Stored items
◆ ◆ ◆ ◆ ◆

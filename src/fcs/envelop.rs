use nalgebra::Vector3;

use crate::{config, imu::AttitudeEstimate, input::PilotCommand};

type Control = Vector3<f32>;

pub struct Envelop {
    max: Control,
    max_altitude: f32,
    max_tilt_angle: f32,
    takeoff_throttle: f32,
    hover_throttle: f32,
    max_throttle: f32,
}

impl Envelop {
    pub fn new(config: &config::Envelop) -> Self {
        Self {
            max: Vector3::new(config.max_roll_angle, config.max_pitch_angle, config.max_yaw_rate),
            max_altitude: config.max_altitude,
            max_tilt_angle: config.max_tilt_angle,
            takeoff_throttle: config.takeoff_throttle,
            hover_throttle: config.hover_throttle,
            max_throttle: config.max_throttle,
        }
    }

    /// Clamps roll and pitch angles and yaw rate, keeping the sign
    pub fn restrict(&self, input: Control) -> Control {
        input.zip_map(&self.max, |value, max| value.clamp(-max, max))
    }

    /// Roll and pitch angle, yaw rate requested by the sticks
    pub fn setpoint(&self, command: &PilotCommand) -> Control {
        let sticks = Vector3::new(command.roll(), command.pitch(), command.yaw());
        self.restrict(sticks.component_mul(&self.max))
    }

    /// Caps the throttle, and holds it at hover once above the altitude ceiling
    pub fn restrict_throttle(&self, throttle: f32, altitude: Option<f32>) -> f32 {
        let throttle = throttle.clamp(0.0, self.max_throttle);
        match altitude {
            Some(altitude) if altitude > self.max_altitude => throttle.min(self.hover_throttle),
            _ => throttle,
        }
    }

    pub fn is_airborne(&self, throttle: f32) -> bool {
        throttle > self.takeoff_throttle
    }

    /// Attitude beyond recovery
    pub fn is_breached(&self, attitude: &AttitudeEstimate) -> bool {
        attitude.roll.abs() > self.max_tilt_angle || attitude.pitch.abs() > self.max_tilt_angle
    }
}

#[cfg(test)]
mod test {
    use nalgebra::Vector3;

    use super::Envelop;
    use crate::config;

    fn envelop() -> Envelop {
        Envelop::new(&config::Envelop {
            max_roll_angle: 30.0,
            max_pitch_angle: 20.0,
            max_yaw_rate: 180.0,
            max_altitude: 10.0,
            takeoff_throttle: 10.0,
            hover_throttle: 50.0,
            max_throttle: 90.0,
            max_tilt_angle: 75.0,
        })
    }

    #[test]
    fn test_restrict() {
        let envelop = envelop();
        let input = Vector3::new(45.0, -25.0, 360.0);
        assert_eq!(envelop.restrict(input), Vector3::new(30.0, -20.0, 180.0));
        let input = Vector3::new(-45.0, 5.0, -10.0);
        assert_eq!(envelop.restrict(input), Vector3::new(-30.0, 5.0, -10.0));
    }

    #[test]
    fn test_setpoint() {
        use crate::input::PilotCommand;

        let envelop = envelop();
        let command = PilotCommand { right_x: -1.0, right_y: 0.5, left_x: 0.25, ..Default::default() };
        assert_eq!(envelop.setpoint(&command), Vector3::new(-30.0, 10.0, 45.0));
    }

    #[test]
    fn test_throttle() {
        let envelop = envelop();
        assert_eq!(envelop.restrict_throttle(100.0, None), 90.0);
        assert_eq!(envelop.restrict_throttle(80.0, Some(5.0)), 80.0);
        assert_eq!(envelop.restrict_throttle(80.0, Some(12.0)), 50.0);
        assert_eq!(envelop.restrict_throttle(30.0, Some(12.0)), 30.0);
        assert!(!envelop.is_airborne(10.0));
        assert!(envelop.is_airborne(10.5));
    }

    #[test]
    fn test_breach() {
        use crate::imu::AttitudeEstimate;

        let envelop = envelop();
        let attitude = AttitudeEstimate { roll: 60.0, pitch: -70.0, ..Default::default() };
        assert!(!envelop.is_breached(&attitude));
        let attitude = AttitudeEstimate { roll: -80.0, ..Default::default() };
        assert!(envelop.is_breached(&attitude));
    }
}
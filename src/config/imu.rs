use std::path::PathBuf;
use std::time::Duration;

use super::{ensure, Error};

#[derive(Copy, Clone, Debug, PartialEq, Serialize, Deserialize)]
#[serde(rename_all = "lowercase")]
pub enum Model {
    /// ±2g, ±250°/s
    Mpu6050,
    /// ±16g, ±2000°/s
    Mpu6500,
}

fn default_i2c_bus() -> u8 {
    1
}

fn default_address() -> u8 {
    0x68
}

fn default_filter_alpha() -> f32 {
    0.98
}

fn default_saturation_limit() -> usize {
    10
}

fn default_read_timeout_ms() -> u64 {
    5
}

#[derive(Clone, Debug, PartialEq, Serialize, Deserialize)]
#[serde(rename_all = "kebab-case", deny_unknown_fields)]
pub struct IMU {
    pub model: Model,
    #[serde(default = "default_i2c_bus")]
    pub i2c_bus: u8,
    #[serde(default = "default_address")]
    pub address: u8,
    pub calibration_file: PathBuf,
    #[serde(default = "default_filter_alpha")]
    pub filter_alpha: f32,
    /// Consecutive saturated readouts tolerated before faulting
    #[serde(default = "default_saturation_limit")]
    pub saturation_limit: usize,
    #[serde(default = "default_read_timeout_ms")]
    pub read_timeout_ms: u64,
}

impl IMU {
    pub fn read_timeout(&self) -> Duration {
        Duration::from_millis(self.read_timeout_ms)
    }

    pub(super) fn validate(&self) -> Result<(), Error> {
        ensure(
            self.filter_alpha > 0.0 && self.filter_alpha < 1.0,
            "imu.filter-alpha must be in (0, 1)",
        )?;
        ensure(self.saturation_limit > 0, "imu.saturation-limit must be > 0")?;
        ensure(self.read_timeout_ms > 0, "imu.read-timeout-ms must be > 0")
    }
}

◆ ◆ ◆ ◆ ◆

● **INSTRUCTIONS TO FOLLOW**:
For this exercise, transcribe all the records exactly.

● **THE COMPLETED TASK**:
filename src/fcs/envelop.rs
use nalgebra::Vector3;

use crate::{config, imu::AttitudeEstimate, input::PilotCommand};

type Control = Vector3<f32>;

pub struct Envelop {
    max: Control,
    max_altitude: f32,
    max_tilt_angle: f32,
    takeoff_throttle: f32,
    hover_throttle: f32,
    max_throttle: f32,
}

impl Envelop {
    pub fn new(config: &config::Envelop) -> Self {
        Self {
            max: Vector3::new(config.max_roll_angle, config.max_pitch_angle, config.max_yaw_rate),
            max_altitude: config.max_altitude,
            max_tilt_angle: config.max_tilt_angle,
            takeoff_throttle: config.takeoff_throttle,
            hover_throttle: config.hover_throttle,
            max_throttle: config.max_throttle,
        }
    }

    /// Clamps roll and pitch angles and yaw rate, keeping the sign
    pub fn restrict(&self, input: Control) -> Control {
        input.zip_map(&self.max, |value, max| value.clamp(-max, max))
    }

    /// Roll and pitch angle, yaw rate requested by the sticks
    pub fn setpoint(&self, command: &PilotCommand) -> Control {
        let sticks = Vector3::new(command.roll(), command.pitch(), command.yaw());
        self.restrict(sticks.component_mul(&self.max))
    }

    /// Caps the throttle, and holds it at hover once above the altitude ceiling
    pub fn restrict_throttle(&self, throttle: f32, altitude: Option<f32>) -> f32 {
        let throttle = throttle.clamp(0.0, self.max_throttle);
        match altitude {
            Some(altitude) if altitude > self.max_altitude => throttle.min(self.hover_throttle),
            _ => throttle,
        }
    }

    pub fn is_airborne(&self, throttle: f32) -> bool {
        throttle > self.takeoff_throttle
    }

    /// Attitude beyond recovery
    pub fn is_breached(&self, attitude: &AttitudeEstimate) -> bool {
        attitude.roll.abs() > self.max_tilt_angle || attitude.pitch.abs() > self.max_tilt_angle
    }
}

#[cfg(test)]
mod test {
    use nalgebra::Vector3;

    use super::Envelop;
    use crate::config;

    fn envelop() -> Envelop {
        Envelop::new(&config::Envelop {
            max_roll_angle: 30.0,
            max_pitch_angle: 20.0,
            max_yaw_rate: 180.0,
            max_altitude: 10.0,
            takeoff_throttle: 10.0,
            hover_throttle: 50.0,
            max_throttle: 90.0,
            max_tilt_angle: 75.0,
        })
    }

    #[test]
    fn test_restrict() {
        let envelop = envelop();
        let input = Vector3::new(45.0, -25.0, 360.0);
        assert_eq!(envelop.restrict(input), Vector3::new(30.0, -20.0, 180.0));
        let input = Vector3::new(-45.0, 5.0, -10.0);
        assert_eq!(envelop.restrict(input), Vector3::new(-30.0, 5.0, -10.0));
    }

    #[test]
    fn test_setpoint() {
        use crate::input::PilotCommand;

        let envelop = envelop();
        let command = PilotCommand { right_x: -1.0, right_y: 0.5, left_x: 0.25, ..Default::default() };
        assert_eq!(envelop.setpoint(&command), Vector3::new(-30.0, 10.0, 45.0));
    }

    #[test]
    fn test_throttle() {
        let envelop = envelop();
        assert_eq!(envelop.restrict_throttle(100.0, None), 90.0);
        assert_eq!(envelop.restrict_throttle(80.0, Some(5.0)), 80.0);
        assert_eq!(envelop.restrict_throttle(80.0, Some(12.0)), 50.0);
        assert_eq!(envelop.restrict_throttle(30.0, Some(12.0)), 30.0);
        assert!(!envelop.is_airborne(10.0));
        assert!(envelop.is_airborne(10.5));
    }

    #[test]
    fn test_breach() {
        use crate::imu::AttitudeEstimate;

        let envelop = envelop();
        let attitude = AttitudeEstimate { roll: 60.0, pitch: -70.0, ..Default::default() };
        assert!(!envelop.is_breached(&attitude));
        let attitude = AttitudeEstimate { roll: -80.0, ..Default::default() };
        assert!(envelop.is_breached(&attitude));
    }
}
filename src/config/imu.rs
use std::path::PathBuf;
use std::time::Duration;

use super::{ensure, Error};

#[derive(Copy, Clone, Debug, PartialEq, Serialize, Deserialize)]
#[serde(rename_all = "lowercase")]
pub enum Model {
    /// ±2g, ±250°/s
    Mpu6050,
    /// ±16g, ±2000°/s
    Mpu6500,
}

fn default_i2c_bus() -> u8 {
    1
}

fn default_address() -> u8 {
    0x68
}

fn default_filter_alpha() -> f32 {
    0.98
}

fn default_saturation_limit() -> usize {
    10
}

fn default_read_timeout_ms() -> u64 {
    5
}

#[derive(Clone, Debug, PartialEq, Serialize, Deserialize)]
#[serde(rename_all = "kebab-case", deny_unknown_fields)]
pub struct IMU {
    pub model: Model,
    #[serde(default = "default_i2c_bus")]
    pub i2c_bus: u8,
    #[serde(default = "default_address")]
    pub address: u8,
    pub calibration_file: PathBuf,
    #[serde(default = "default_filter_alpha")]
    pub filter_alpha: f32,
    /// Consecutive saturated readouts tolerated before faulting
    #[serde(default = "default_saturation_limit")]
    pub saturation_limit: usize,
    #[serde(default = "default_read_timeout_ms")]
    pub read_timeout_ms: u64,
}

impl IMU {
    pub fn read_timeout(&self) -> Duration {
        Duration::from_millis(self.read_timeout_ms)
    }

    pub(super) fn validate(&self) -> Result<(), Error> {
        ensure(
            self.filter_alpha > 0.0 && self.filter_alpha < 1.0,
            "imu.filter-alpha must be in (0, 1)",
        )?;
        ensure(self.saturation_limit > 0, "imu.saturation-limit must be > 0")?;
        ensure(self.read_timeout_ms > 0, "imu.read-timeout-ms must be > 0")
    }
}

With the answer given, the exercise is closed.